Christine Reh co-edits issue of the Journal of European Public Policy on EU responses to politicisation and Euroscepticism. 

Recent crises have put the European Union under unprecedented functional pressure and political attack, testing the endurance of its multi-level system to its limits. In parallel, the Union’s policies and institutions have become contested and politicised across all member states. A special issue of the Journal of European Public Policy, co-edited by Hertie School Professor of European Politics and Dean of Graduate Programmes Christine Reh, along with Edoardo Bressanelli of Dirpolis Institute, Sant’Anna School in Pisa, Italy, and Christel Koop of King’s College London, UK, explores how and why EU institutions respond to such “bottom up” pressure.

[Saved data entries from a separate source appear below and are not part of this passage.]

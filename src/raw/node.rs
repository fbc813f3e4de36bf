use super::handle::Handle;

#[derive(Clone, Copy, Debug, Eq, PartialEq)]
pub(crate) enum Color {
    Red,
    Black,
}

/// A red-black tree node.
///
/// The node does not know its absolute position. `offset` is its position
/// minus its parent's position (for the root: minus zero), so a rotation only
/// re-bases the few offsets whose parent changed.
#[derive(Clone, Debug)]
pub(crate) struct Node<K, V> {
    pub(crate) key: K,
    pub(crate) value: V,
    pub(crate) left: Option<Handle>,
    pub(crate) right: Option<Handle>,
    pub(crate) color: Color,
    pub(crate) offset: isize,
}

impl<K, V> Node<K, V> {
    /// Creates a detached red node; the caller links it and sets its offset.
    pub(crate) fn new(key: K, value: V) -> Self {
        Self {
            key,
            value,
            left: None,
            right: None,
            color: Color::Red,
            offset: 0,
        }
    }

    #[inline]
    pub(crate) fn is_red(&self) -> bool {
        self.color == Color::Red
    }

    #[inline]
    pub(crate) fn is_black(&self) -> bool {
        self.color == Color::Black
    }

    /// Returns the child on the given side.
    #[inline]
    pub(crate) fn child(&self, right: bool) -> Option<Handle> {
        if right { self.right } else { self.left }
    }

    /// Repoints whichever child link currently refers to `old`.
    ///
    /// Returns false if neither child is `old`.
    pub(crate) fn replace_child(&mut self, old: Handle, new: Option<Handle>) -> bool {
        if self.left == Some(old) {
            self.left = new;
            true
        } else if self.right == Some(old) {
            self.right = new;
            true
        } else {
            false
        }
    }

    pub(crate) fn into_entry(self) -> (K, V) {
        (self.key, self.value)
    }
}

Collectively, contributors to the issue, EU actors under pressure: politicisation and depoliticisation as strategic responses (February 2020), show that the behaviour of actors at the supranational level is based on how they perceive and process pressures from domestic politics. Their decision-making and policy choices depend on whether EU-level actors perceive domestic politics as “enabling” or “constraining,” the editors write in their introduction.

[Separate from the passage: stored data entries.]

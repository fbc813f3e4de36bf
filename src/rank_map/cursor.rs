use super::RankMap;
use crate::comparer::Comparer;
use crate::error::Result;
use crate::raw;

/// A cursor over a [`RankMap`] that does not borrow it.
///
/// Each step takes the map again, so the map may be modified between steps;
/// the first step after any insertion or removal (including a failed one) yields
/// [`Error::ConcurrentModification`](crate::Error::ConcurrentModification),
/// and so does every step after that. Replacing values through
/// [`set`](RankMap::set) or [`get_mut`](RankMap::get_mut) is not a modification.
///
/// A cursor must be advanced with the map it was created from.
///
/// # Examples
///
/// ```
/// use rank_rbtree::{Error, RankMap};
///
/// let mut map: RankMap<_, _> = [(1, 'a'), (2, 'b')].into_iter().collect();
/// let mut cursor = map.fast_cursor();
///
/// assert_eq!(cursor.next(&map), Some(Ok((&1, &'a', 0))));
/// map.add(3, 'c').unwrap();
/// assert_eq!(cursor.next(&map), Some(Err(Error::ConcurrentModification)));
/// ```
#[derive(Clone, Debug)]
pub struct FastCursor {
    inner: raw::FastCursor,
}

/// A cursor over a [`RankMap`] that survives modification.
///
/// The cursor remembers only the last key it yielded and looks up its successor
/// on every step, in O(log n). Entries added after that key are picked up,
/// entries removed before being reached are skipped, and changes behind the
/// cursor have no effect. Once the cursor has reported the end it stays there.
///
/// # Examples
///
/// ```
/// use rank_rbtree::RankMap;
///
/// let mut map: RankMap<_, _> = [(1, 'a'), (3, 'c')].into_iter().collect();
/// let mut cursor = map.robust_cursor();
///
/// assert_eq!(cursor.next(&map), Some((&1, &'a', 0)));
/// map.add(2, 'b').unwrap();
/// assert_eq!(cursor.next(&map), Some((&2, &'b', 1)));
/// assert_eq!(cursor.next(&map), Some((&3, &'c', 2)));
/// assert_eq!(cursor.next(&map), None);
/// ```
#[derive(Clone, Debug)]
pub struct RobustCursor<K> {
    inner: raw::RobustCursor<K>,
}

impl<K, V, C> RankMap<K, V, C> {
    /// Returns a cursor positioned before the first entry that fails once the
    /// map is modified.
    #[must_use]
    pub fn fast_cursor(&self) -> FastCursor {
        FastCursor {
            inner: raw::FastCursor::new(&self.raw),
        }
    }

    /// Returns a cursor positioned before the first entry that tolerates
    /// modification.
    #[must_use]
    pub fn robust_cursor(&self) -> RobustCursor<K> {
        RobustCursor {
            inner: raw::RobustCursor::default(),
        }
    }
}

impl FastCursor {
    /// Yields the next `(key, value, rank)` in key order.
    ///
    /// # Complexity
    ///
    /// O(1) amortized.
    pub fn next<'a, K, V, C>(&mut self, map: &'a RankMap<K, V, C>) -> Option<Result<(&'a K, &'a V, isize)>> {
        let tree = &map.raw;
        Some(self.inner.next(tree)?.map(|(handle, rank, _)| {
            let node = tree.node(handle);
            (&node.key, &node.value, rank)
        }))
    }
}

impl<K: Clone> RobustCursor<K> {
    /// Yields the next `(key, value, rank)` in key order.
    ///
    /// # Complexity
    ///
    /// O(log n)
    pub fn next<'a, V, C: Comparer<K>>(&mut self, map: &'a RankMap<K, V, C>) -> Option<(&'a K, &'a V, isize)> {
        let tree = &map.raw;
        self.inner.next(tree).map(|(handle, rank, _)| {
            let node = tree.node(handle);
            (&node.key, &node.value, rank)
        })
    }
}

Much of the debate about the long-term consequences of domestic politicisation has focussed on the constraints from Euroscepticism, the authors write in their introduction. Instead, there is room for a wide variety of responses at the EU level. Some responses limit and depoliticise EU action, others expand and politicise what the EU does, especially in response to salient policy problems and citizens’ preferences. “In a nutshell, we propose – and our contributions show – that domestic politicisation will not lead to ‘the end of integration’ but to a variety of supranational responses, ranging from restrained depoliticisation to assertive politicisation,” the editors write.

The collection focuses on a range of EU institutions—including the European Commission, the Court of Justice, the Central Bank and Europe’s governments in Council.